(Stored items)
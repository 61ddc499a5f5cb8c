// crates/exercise-gate-catalog/src/topics/knapsack_fractional.rs
// ============================================================================
// Module: Fractional Knapsack
// Description: Greedy best value when items may be split.
// Purpose: Provide the `knapsack-fractional` topic.
// Dependencies: exercise-gate-core, serde_json
// ============================================================================

//! ## Overview
//! `(weights: seq<float>, values: seq<float>, capacity: float) -> float`,
//! compared within an absolute tolerance of `1e-6`.

use exercise_gate_core::Callable;
use exercise_gate_core::Comparison;
use exercise_gate_core::Contract;
use exercise_gate_core::Expected;
use exercise_gate_core::Fixture;
use exercise_gate_core::RejectionKind;
use exercise_gate_core::ValueShape;
use serde_json::json;

use super::TopicDefinition;
use super::call;
use super::sentinel;

/// Absolute tolerance for the packed value.
pub const EPSILON: f64 = 1e-6;

/// Topic definition.
pub const DEFINITION: TopicDefinition = TopicDefinition {
    id: "knapsack-fractional",
    contract,
    fixtures,
    stub,
    solutions: &[("greedy", greedy_candidate)],
};

// ============================================================================
// SECTION: Algorithms
// ============================================================================

/// Takes items by descending value density, splitting the last one.
///
/// # Errors
///
/// Returns [`RejectionKind::InvalidInput`] for mismatched lengths or any
/// negative or non-finite weight, value, or capacity.
pub fn greedy(weights: &[f64], values: &[f64], capacity: f64) -> Result<f64, RejectionKind> {
    let valid = |number: &f64| number.is_finite() && *number >= 0.0;
    if weights.len() != values.len()
        || !weights.iter().all(valid)
        || !values.iter().all(valid)
        || !valid(&capacity)
    {
        return Err(RejectionKind::InvalidInput);
    }
    let mut items: Vec<(f64, f64)> = weights.iter().copied().zip(values.iter().copied()).collect();
    items.sort_by(|(w_a, v_a), (w_b, v_b)| (v_b * w_a).total_cmp(&(v_a * w_b)));

    let mut remaining = capacity;
    let mut total = 0.0;
    for (weight, value) in items {
        if weight <= remaining {
            total += value;
            remaining -= weight;
        } else {
            total += value * (remaining / weight);
            break;
        }
    }
    Ok(total)
}

// ============================================================================
// SECTION: Candidates
// ============================================================================

/// Topic contract.
fn contract() -> Contract {
    Contract::pure(
        DEFINITION.id,
        vec![
            ValueShape::seq(ValueShape::Float),
            ValueShape::seq(ValueShape::Float),
            ValueShape::Float,
        ],
        ValueShape::Float,
    )
    .with_comparison(Comparison::Approximate {
        epsilon: EPSILON,
    })
}

/// Stub that never packs anything.
fn stub() -> Callable {
    sentinel(json!(0))
}

/// Greedy variant.
fn greedy_candidate() -> Callable {
    Callable::typed(|(weights, values, capacity): (Vec<f64>, Vec<f64>, f64)| {
        greedy(&weights, &values, capacity)
    })
}

// ============================================================================
// SECTION: Fixtures
// ============================================================================

/// Built-in fixtures.
fn fixtures() -> Vec<Fixture> {
    vec![
        call(json!([[10, 20, 30], [60, 100, 120], 50]), Expected::value(json!(240))),
        call(json!([[3, 3, 2, 5, 1], [10, 15, 10, 12, 8], 10]), Expected::value(json!(45.4))),
        call(json!([[10, 20, 30], [60, 100, 120], 5]), Expected::value(json!(30))),
        call(json!([[10, 20, 30], [60, 100, 120], 100]), Expected::value(json!(280))),
        call(json!([[], [], 50]), Expected::value(json!(0))),
        call(json!([[1, 2], [3], 5]), Expected::Rejected(RejectionKind::InvalidInput)),
    ]
}
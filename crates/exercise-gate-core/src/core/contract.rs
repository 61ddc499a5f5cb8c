// crates/exercise-gate-core/src/core/contract.rs
// ============================================================================
// Module: Exercise Gate Contracts
// Description: Callable signature and comparison semantics for one topic.
// Purpose: Validate fixtures at load time and steer result comparison.
// Dependencies: crate::core::{fixture, identifiers, shape}, serde_json, thiserror
// ============================================================================

//! ## Overview
//! A [`Contract`] is metadata only. It states how candidates of a topic are
//! invoked (pure call or stateful session), what shapes their inputs and
//! outputs take, and how an observed result is compared with the expected
//! one. For stateful topics `input_shape` describes the constructor
//! arguments and each operation carries its own [`OperationSpec`].
//!
//! # Invariants
//! - A fixture whose input arity or shapes disagree with the contract is
//!   rejected with [`ContractError::ShapeMismatch`] before verification.
//! - Script steps may only name declared operations.

// ============================================================================
// SECTION: Imports
// ============================================================================

use std::collections::BTreeMap;

use serde::Deserialize;
use serde::Serialize;
use serde_json::Value;
use thiserror::Error;

use crate::core::fixture::Expected;
use crate::core::fixture::Fixture;
use crate::core::identifiers::TopicId;
use crate::core::shape::ValueShape;

// ============================================================================
// SECTION: Comparison
// ============================================================================

/// Acceptance predicate over `(inputs, expected, observed)`.
///
/// Used for outputs with many valid answers, such as topological orders.
pub type PropertyCheck = fn(&[Value], &Value, &Value) -> bool;

/// How an observed value is compared with the expected one.
#[derive(Debug, Clone, Copy)]
pub enum Comparison {
    /// Structural, order-sensitive equality with decimal-aware numbers.
    Exact,
    /// Top-level sequences compared as multisets; nested values stay exact.
    Unordered,
    /// Numbers equal within an absolute tolerance.
    Approximate {
        /// Absolute tolerance.
        epsilon: f64,
    },
    /// Contract-supplied acceptance predicate.
    Property(PropertyCheck),
}

impl Comparison {
    /// Stable label used in audit events.
    #[must_use]
    pub const fn label(&self) -> &'static str {
        match self {
            Self::Exact => "exact",
            Self::Unordered => "unordered",
            Self::Approximate {
                ..
            } => "approximate",
            Self::Property(_) => "property",
        }
    }
}

// ============================================================================
// SECTION: Determinism
// ============================================================================

/// Invocation model of a topic's candidates.
#[derive(Debug, Clone, Copy, PartialEq, Eq, Serialize, Deserialize)]
#[serde(rename_all = "snake_case")]
pub enum Determinism {
    /// Stateless function of its inputs.
    Pure,
    /// Constructed object driven by a sequence of operations.
    Stateful,
}

// ============================================================================
// SECTION: Contract
// ============================================================================

/// Signature of one operation on a stateful candidate.
#[derive(Debug, Clone)]
pub struct OperationSpec {
    /// Argument shapes.
    pub inputs: Vec<ValueShape>,
    /// Result shape.
    pub output: ValueShape,
    /// Result comparison.
    pub comparison: Comparison,
}

impl OperationSpec {
    /// Operation compared exactly.
    #[must_use]
    pub const fn new(inputs: Vec<ValueShape>, output: ValueShape) -> Self {
        Self {
            inputs,
            output,
            comparison: Comparison::Exact,
        }
    }

    /// Replaces the comparison.
    #[must_use]
    pub const fn with_comparison(mut self, comparison: Comparison) -> Self {
        self.comparison = comparison;
        self
    }
}

/// Topic signature and comparison semantics.
#[derive(Debug, Clone)]
pub struct Contract {
    /// Topic the contract belongs to.
    pub topic_id: TopicId,
    /// Call inputs (pure) or constructor arguments (stateful).
    pub input_shape: Vec<ValueShape>,
    /// Result shape for pure topics.
    pub output_shape: ValueShape,
    /// Invocation model.
    pub determinism: Determinism,
    /// Result comparison for pure topics.
    pub comparison: Comparison,
    /// Operation table for stateful topics.
    pub operations: BTreeMap<String, OperationSpec>,
}

impl Contract {
    /// Contract for a pure topic compared exactly.
    #[must_use]
    pub fn pure(
        topic_id: impl Into<TopicId>,
        input_shape: Vec<ValueShape>,
        output_shape: ValueShape,
    ) -> Self {
        Self {
            topic_id: topic_id.into(),
            input_shape,
            output_shape,
            determinism: Determinism::Pure,
            comparison: Comparison::Exact,
            operations: BTreeMap::new(),
        }
    }

    /// Contract for a stateful topic with the given constructor arguments.
    #[must_use]
    pub fn stateful(topic_id: impl Into<TopicId>, constructor: Vec<ValueShape>) -> Self {
        Self {
            topic_id: topic_id.into(),
            input_shape: constructor,
            output_shape: ValueShape::Any,
            determinism: Determinism::Stateful,
            comparison: Comparison::Exact,
            operations: BTreeMap::new(),
        }
    }

    /// Replaces the top-level comparison.
    #[must_use]
    pub const fn with_comparison(mut self, comparison: Comparison) -> Self {
        self.comparison = comparison;
        self
    }

    /// Declares an operation.
    #[must_use]
    pub fn with_operation(mut self, name: impl Into<String>, spec: OperationSpec) -> Self {
        self.operations.insert(name.into(), spec);
        self
    }

    /// Looks up a declared operation.
    #[must_use]
    pub fn operation(&self, name: &str) -> Option<&OperationSpec> {
        self.operations.get(name)
    }

    /// Validates every fixture of a topic against this contract.
    ///
    /// # Errors
    ///
    /// Returns the first [`ContractError`] found.
    pub fn validate_fixtures(&self, fixtures: &[Fixture]) -> Result<(), ContractError> {
        fixtures
            .iter()
            .enumerate()
            .try_for_each(|(index, fixture)| self.validate_fixture(index, fixture))
    }

    /// Validates one fixture against this contract.
    ///
    /// # Errors
    ///
    /// Returns [`ContractError::KindMismatch`] when the fixture kind does not
    /// fit the determinism, [`ContractError::ShapeMismatch`] on arity or shape
    /// disagreement, and [`ContractError::UnknownOperation`] for undeclared
    /// script operations.
    pub fn validate_fixture(&self, index: usize, fixture: &Fixture) -> Result<(), ContractError> {
        match (self.determinism, fixture) {
            (
                Determinism::Pure,
                Fixture::Call {
                    inputs,
                    expected,
                },
            ) => {
                self.check_arguments(index, None, "inputs", &self.input_shape, inputs)?;
                self.check_expected(index, None, &self.output_shape, expected)
            }
            (
                Determinism::Stateful,
                Fixture::Script {
                    init,
                    steps,
                },
            ) => {
                self.check_arguments(index, None, "constructor", &self.input_shape, init)?;
                for (step_index, step) in steps.iter().enumerate() {
                    let Some(spec) = self.operations.get(&step.op) else {
                        return Err(ContractError::UnknownOperation {
                            topic_id: self.topic_id.clone(),
                            fixture_index: index,
                            operation: step.op.clone(),
                        });
                    };
                    self.check_arguments(
                        index,
                        Some(step_index),
                        &step.op,
                        &spec.inputs,
                        &step.args,
                    )?;
                    if let Some(expected) = &step.expected {
                        self.check_expected(index, Some(step_index), &spec.output, expected)?;
                    }
                }
                Ok(())
            }
            (determinism, fixture) => Err(ContractError::KindMismatch {
                topic_id: self.topic_id.clone(),
                fixture_index: index,
                detail: format!(
                    "{} fixture cannot drive a {} contract",
                    fixture.kind_label(),
                    determinism_label(determinism)
                ),
            }),
        }
    }

    /// Checks argument arity and per-argument shapes.
    fn check_arguments(
        &self,
        index: usize,
        step: Option<usize>,
        label: &str,
        shapes: &[ValueShape],
        values: &[Value],
    ) -> Result<(), ContractError> {
        if shapes.len() != values.len() {
            return Err(self.shape_mismatch(
                index,
                step,
                format!("{label} expects {} arguments, fixture has {}", shapes.len(), values.len()),
            ));
        }
        for (position, (shape, value)) in shapes.iter().zip(values).enumerate() {
            if !shape.conforms(value) {
                return Err(self.shape_mismatch(
                    index,
                    step,
                    format!("{label} argument {position} does not conform to {shape}"),
                ));
            }
        }
        Ok(())
    }

    /// Checks an expected value against the declared result shape.
    fn check_expected(
        &self,
        index: usize,
        step: Option<usize>,
        shape: &ValueShape,
        expected: &Expected,
    ) -> Result<(), ContractError> {
        match expected {
            Expected::Value(value) if !shape.conforms(value) => Err(self.shape_mismatch(
                index,
                step,
                format!("expected value does not conform to {shape}"),
            )),
            _ => Ok(()),
        }
    }

    /// Builds a shape mismatch error for this topic.
    fn shape_mismatch(&self, index: usize, step: Option<usize>, detail: String) -> ContractError {
        ContractError::ShapeMismatch {
            topic_id: self.topic_id.clone(),
            fixture_index: index,
            step,
            detail,
        }
    }
}

/// Returns a label for a determinism value.
const fn determinism_label(determinism: Determinism) -> &'static str {
    match determinism {
        Determinism::Pure => "pure",
        Determinism::Stateful => "stateful",
    }
}

// ============================================================================
// SECTION: Errors
// ============================================================================

/// Load-time contract violations; each rejects the topic's fixture set.
#[derive(Debug, Clone, PartialEq, Eq, Error)]
pub enum ContractError {
    /// Fixture arity or shape disagrees with the contract.
    #[error("topic {topic_id} fixture {fixture_index}: shape mismatch: {detail}")]
    ShapeMismatch {
        /// Topic identifier.
        topic_id: TopicId,
        /// Offending fixture.
        fixture_index: usize,
        /// Offending script step, when applicable.
        step: Option<usize>,
        /// Human-readable mismatch description.
        detail: String,
    },
    /// Script step names an undeclared operation.
    #[error("topic {topic_id} fixture {fixture_index}: unknown operation `{operation}`")]
    UnknownOperation {
        /// Topic identifier.
        topic_id: TopicId,
        /// Offending fixture.
        fixture_index: usize,
        /// Undeclared operation name.
        operation: String,
    },
    /// Fixture kind does not match the contract determinism.
    #[error("topic {topic_id} fixture {fixture_index}: {detail}")]
    KindMismatch {
        /// Topic identifier.
        topic_id: TopicId,
        /// Offending fixture.
        fixture_index: usize,
        /// Human-readable mismatch description.
        detail: String,
    },
}
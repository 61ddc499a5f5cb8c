// crates/exercise-gate-catalog/src/topics/stack.rs
// ============================================================================
// Module: Stack Topic
// Description: Session adapters for the vector and linked-list stacks.
// Purpose: Provide the `stack` topic.
// Dependencies: exercise-gate-core, serde_json
// ============================================================================

//! ## Overview
//! Operations: `push(int)`, `pop() -> int`, `peek() -> int`,
//! `is_empty() -> bool`, `size() -> int`. Popping or peeking an empty stack
//! is an `empty` rejection.

use exercise_gate_core::Callable;
use exercise_gate_core::CandidateFault;
use exercise_gate_core::Contract;
use exercise_gate_core::Expected;
use exercise_gate_core::Fixture;
use exercise_gate_core::Observation;
use exercise_gate_core::OperationSpec;
use exercise_gate_core::RejectionKind;
use exercise_gate_core::Session;
use exercise_gate_core::ValueShape;
use exercise_gate_core::decode_args;
use exercise_gate_core::expect_no_args;
use serde_json::Value;
use serde_json::json;

use super::TopicDefinition;
use super::check;
use super::reply;
use super::reply_or;
use super::run;
use super::sentinel_session;
use super::yields;
use crate::structures::LinkedStack;
use crate::structures::Stack;

/// Topic definition.
pub const DEFINITION: TopicDefinition = TopicDefinition {
    id: "stack",
    contract,
    fixtures,
    stub,
    solutions: &[("vec", vec_candidate), ("linked-list", linked_list_candidate)],
};

// ============================================================================
// SECTION: Sessions
// ============================================================================

/// Operations shared by both stack variants.
trait Lifo: Default {
    /// Pushes on top.
    fn push(&mut self, value: i64);
    /// Pops the top.
    fn pop(&mut self) -> Option<i64>;
    /// Reads the top.
    fn peek(&self) -> Option<i64>;
    /// Element count.
    fn len(&self) -> usize;
}

impl Lifo for Stack<i64> {
    fn push(&mut self, value: i64) {
        Self::push(self, value);
    }

    fn pop(&mut self) -> Option<i64> {
        Self::pop(self)
    }

    fn peek(&self) -> Option<i64> {
        Self::peek(self).copied()
    }

    fn len(&self) -> usize {
        Self::len(self)
    }
}

impl Lifo for LinkedStack<i64> {
    fn push(&mut self, value: i64) {
        Self::push(self, value);
    }

    fn pop(&mut self) -> Option<i64> {
        Self::pop(self)
    }

    fn peek(&self) -> Option<i64> {
        Self::peek(self).copied()
    }

    fn len(&self) -> usize {
        Self::len(self)
    }
}

/// Session over one stack instance.
struct StackSession<S> {
    /// Backing stack.
    stack: S,
}

impl<S: Lifo> Session for StackSession<S> {
    fn apply(&mut self, op: &str, args: &[Value]) -> Result<Observation, CandidateFault> {
        match op {
            "push" => {
                let (value,): (i64,) = decode_args(args)?;
                self.stack.push(value);
                Ok(Observation::unit())
            }
            "pop" => {
                expect_no_args(args)?;
                reply_or(self.stack.pop(), RejectionKind::Empty)
            }
            "peek" => {
                expect_no_args(args)?;
                reply_or(self.stack.peek(), RejectionKind::Empty)
            }
            "is_empty" => {
                expect_no_args(args)?;
                reply(&(self.stack.len() == 0))
            }
            "size" => {
                expect_no_args(args)?;
                reply(&self.stack.len())
            }
            _ => Err(CandidateFault::unsupported_operation(op)),
        }
    }
}

/// Constructor for a session over a fresh `S`.
fn session<S: Lifo + 'static>() -> Callable {
    Callable::stateful(|init| {
        expect_no_args(init)?;
        Ok(Box::new(StackSession {
            stack: S::default(),
        }) as Box<dyn Session>)
    })
}

// ============================================================================
// SECTION: Candidates
// ============================================================================

/// Topic contract.
fn contract() -> Contract {
    Contract::stateful(DEFINITION.id, Vec::new())
        .with_operation("push", OperationSpec::new(vec![ValueShape::Int], ValueShape::Any))
        .with_operation("pop", OperationSpec::new(Vec::new(), ValueShape::Int))
        .with_operation("peek", OperationSpec::new(Vec::new(), ValueShape::Int))
        .with_operation("is_empty", OperationSpec::new(Vec::new(), ValueShape::Bool))
        .with_operation("size", OperationSpec::new(Vec::new(), ValueShape::Int))
}

/// Stub whose every operation answers `empty`.
fn stub() -> Callable {
    sentinel_session(Observation::Rejected(RejectionKind::Empty))
}

/// Vector-backed variant.
fn vec_candidate() -> Callable {
    session::<Stack<i64>>()
}

/// Linked-list variant.
fn linked_list_candidate() -> Callable {
    session::<LinkedStack<i64>>()
}

// ============================================================================
// SECTION: Fixtures
// ============================================================================

/// Built-in scripts.
fn fixtures() -> Vec<Fixture> {
    vec![
        Fixture::script(Vec::new(), vec![
            run("push", json!([10])),
            run("push", json!([20])),
            yields("peek", Value::Null, json!(20)),
        ]),
        Fixture::script(Vec::new(), vec![
            run("push", json!([10])),
            run("push", json!([20])),
            yields("pop", Value::Null, json!(20)),
            yields("pop", Value::Null, json!(10)),
            check("pop", Value::Null, Expected::empty()),
        ]),
        Fixture::script(Vec::new(), vec![
            run("push", json!([10])),
            yields("peek", Value::Null, json!(10)),
            run("push", json!([20])),
            yields("peek", Value::Null, json!(20)),
            yields("size", Value::Null, json!(2)),
        ]),
        Fixture::script(Vec::new(), vec![
            yields("is_empty", Value::Null, json!(true)),
            run("push", json!([10])),
            yields("is_empty", Value::Null, json!(false)),
            run("pop", Value::Null),
            yields("is_empty", Value::Null, json!(true)),
        ]),
        Fixture::script(Vec::new(), vec![check("pop", Value::Null, Expected::empty())]),
        Fixture::script(Vec::new(), vec![check("peek", Value::Null, Expected::empty())]),
    ]
}
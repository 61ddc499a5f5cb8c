// crates/exercise-gate-core/src/runtime/comparator.rs
// ============================================================================
// Module: Exercise Gate Comparator
// Description: Semantic comparison of observed and expected candidate results.
// Purpose: Decide pass/fail under the comparison declared by a topic contract.
// Dependencies: crate::core, bigdecimal, serde_json
// ============================================================================

//! ## Overview
//! Equality is structural for sequences and maps and value-based for
//! scalars. Numbers compare through decimal parsing, so `240` equals `240.0`
//! and no float rounding leaks into integer comparisons. Order-insensitivity
//! is opt-in per contract and applies to the top-level sequence only.
//!
//! A rejection only matches an expected rejection of the same kind; a value
//! never matches a rejection.

// ============================================================================
// SECTION: Imports
// ============================================================================

use std::str::FromStr;

use bigdecimal::BigDecimal;
use serde_json::Number;
use serde_json::Value;

use crate::core::Comparison;
use crate::core::Expected;
use crate::core::Observation;

// ============================================================================
// SECTION: Observation Comparison
// ============================================================================

/// Returns true when `observed` satisfies `expected` under `comparison`.
///
/// `inputs` are the call inputs (or step arguments) and are only consulted by
/// [`Comparison::Property`] checks.
#[must_use]
pub fn observation_matches(
    comparison: &Comparison,
    inputs: &[Value],
    expected: &Expected,
    observed: &Observation,
) -> bool {
    match (expected, observed) {
        (Expected::Rejected(want), Observation::Rejected(got)) => want == got,
        (Expected::Value(want), Observation::Value(got)) => {
            values_match(comparison, inputs, want, got)
        }
        _ => false,
    }
}

/// Compares two semantic values under a comparison.
#[must_use]
pub fn values_match(
    comparison: &Comparison,
    inputs: &[Value],
    expected: &Value,
    observed: &Value,
) -> bool {
    match comparison {
        Comparison::Exact => semantic_eq(expected, observed),
        Comparison::Unordered => unordered_eq(expected, observed),
        Comparison::Approximate {
            epsilon,
        } => approx_eq(expected, observed, *epsilon),
        Comparison::Property(check) => check(inputs, expected, observed),
    }
}

// ============================================================================
// SECTION: Equality
// ============================================================================

/// Deep structural equality with decimal-aware numbers.
#[must_use]
pub fn semantic_eq(left: &Value, right: &Value) -> bool {
    match (left, right) {
        (Value::Number(left), Value::Number(right)) => numbers_eq(left, right),
        (Value::Array(left), Value::Array(right)) => {
            left.len() == right.len() && left.iter().zip(right).all(|(l, r)| semantic_eq(l, r))
        }
        (Value::Object(left), Value::Object(right)) => {
            left.len() == right.len()
                && left.iter().all(|(key, l)| right.get(key).is_some_and(|r| semantic_eq(l, r)))
        }
        _ => left == right,
    }
}

/// Multiset equality over top-level sequences; exact otherwise.
fn unordered_eq(expected: &Value, observed: &Value) -> bool {
    let (Value::Array(expected), Value::Array(observed)) = (expected, observed) else {
        return semantic_eq(expected, observed);
    };
    if expected.len() != observed.len() {
        return false;
    }
    let mut claimed = vec![false; observed.len()];
    expected.iter().all(|want| {
        let slot = observed
            .iter()
            .enumerate()
            .find(|(index, got)| !claimed[*index] && semantic_eq(want, got))
            .map(|(index, _)| index);
        slot.is_some_and(|index| {
            claimed[index] = true;
            true
        })
    })
}

/// Structural equality with numbers allowed to differ by `epsilon`.
fn approx_eq(expected: &Value, observed: &Value, epsilon: f64) -> bool {
    match (expected, observed) {
        (Value::Number(want), Value::Number(got)) => match (want.as_f64(), got.as_f64()) {
            (Some(want), Some(got)) => (want - got).abs() <= epsilon,
            _ => numbers_eq(want, got),
        },
        (Value::Array(want), Value::Array(got)) => {
            want.len() == got.len()
                && want.iter().zip(got).all(|(w, g)| approx_eq(w, g, epsilon))
        }
        (Value::Object(want), Value::Object(got)) => {
            want.len() == got.len()
                && want
                    .iter()
                    .all(|(key, w)| got.get(key).is_some_and(|g| approx_eq(w, g, epsilon)))
        }
        _ => expected == observed,
    }
}

// ============================================================================
// SECTION: Numeric Helpers
// ============================================================================

/// Decimal-aware number equality.
fn numbers_eq(left: &Number, right: &Number) -> bool {
    match (decimal_from_number(left), decimal_from_number(right)) {
        (Some(left), Some(right)) => left == right,
        _ => left == right,
    }
}

/// Parses a JSON number into a decimal.
fn decimal_from_number(number: &Number) -> Option<BigDecimal> {
    BigDecimal::from_str(&number.to_string()).ok()
}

WHAT YOU ARE ASKED TO DO: The answer must be a single number: how many lines of the entries contain "against".

THE COMPLETED TASK: 3